The number of student visas for the UK is to be cut by around 80,000 after increasing fears that holders are using them dishonestly.

Home Secretary, Theresa May, expressed concerns over the amount of people who “were here to work and not study”.

She added that the rules for acquiring a student visa should become tougher, one of which including the student being able to speak English.

“Students who want to come here should be able to speak English, to supports themselves financially without taking paid employment, and to show they are coming for study and not for work.”

Not only does May intend to crackdown on the misuse of student visas, but also the elimination of “bogus colleges” and fake visa documents.

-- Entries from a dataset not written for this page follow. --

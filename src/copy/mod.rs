//! Copy-to-clipboard interaction
//!
//! The handler resolves a [`CopySpec`](crate::models::CopySpec) into text,
//! writes it to the clipboard and reports the outcome to the user. The page
//! it talks to is reached only through the three traits below, so the same
//! handler runs against the browser (`crate::web`) and against in-memory
//! fakes in tests.

pub mod errors;
pub mod handler;

pub use errors::{ClipboardError, CopyError, CopyOutcome};
pub use handler::CopyHandler;

use std::rc::Rc;

/// Content read from the element a selector resolved to
#[derive(Debug, Clone, PartialEq, Eq)]
pub enum TargetContent {
    /// The element exposes an editable value (input, textarea, select)
    Value(String),
    /// Rendered text of any other element
    Text(String),
}

impl TargetContent {
    pub fn into_text(self) -> String {
        match self {
            TargetContent::Value(s) | TargetContent::Text(s) => s,
        }
    }
}

/// Finds the first element matching a selector and reads its content
pub trait ElementLookup {
    fn query(&self, selector: &str) -> Option<TargetContent>;
}

/// Asynchronous system clipboard
#[allow(async_fn_in_trait)]
pub trait ClipboardSink {
    async fn write_text(&self, text: &str) -> Result<(), ClipboardError>;
}

/// Transient user-facing messages
pub trait Notifier {
    fn success(&self, message: &str);
    fn error(&self, message: &str);
}

// ============================================================================
// Shared-ownership forwarding impls
// ============================================================================

impl<T: ElementLookup + ?Sized> ElementLookup for Rc<T> {
    fn query(&self, selector: &str) -> Option<TargetContent> {
        (**self).query(selector)
    }
}

impl<T: ClipboardSink> ClipboardSink for Rc<T> {
    async fn write_text(&self, text: &str) -> Result<(), ClipboardError> {
        (**self).write_text(text).await
    }
}

impl<T: Notifier + ?Sized> Notifier for Rc<T> {
    fn success(&self, message: &str) {
        (**self).success(message)
    }

    fn error(&self, message: &str) {
        (**self).error(message)
    }
}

Shadow Home Secretary, Yvette Cooper, warned that the stricter rules must not damage an industry that is now worth £40 bn a year.

She argued that the government should tackle the broken immigration policy and not damage an important part of the UK’s economy.

One student currently studying on a student visa at The College of Law in Bloomsbury said, “If I wasn’t allowed a student visa I would have thought that was an infringement of my right to education.”

“It doesn’t matter if at the end of it I achieve high grades or a better paid job, but the knowledge itself along with the gained experience.”

This student thinks there could be better ways of tackling those who get a student visa and use it to work in this country.

“I don’t think it’s a good idea to toughen up the rules of getting [a] student visa,” she said.

“Students’ attendance should be monitored. It is the only way to make sure the students are here to study. If they don’t attend lectures and seminars then they should face a withdrawal of their student visa.”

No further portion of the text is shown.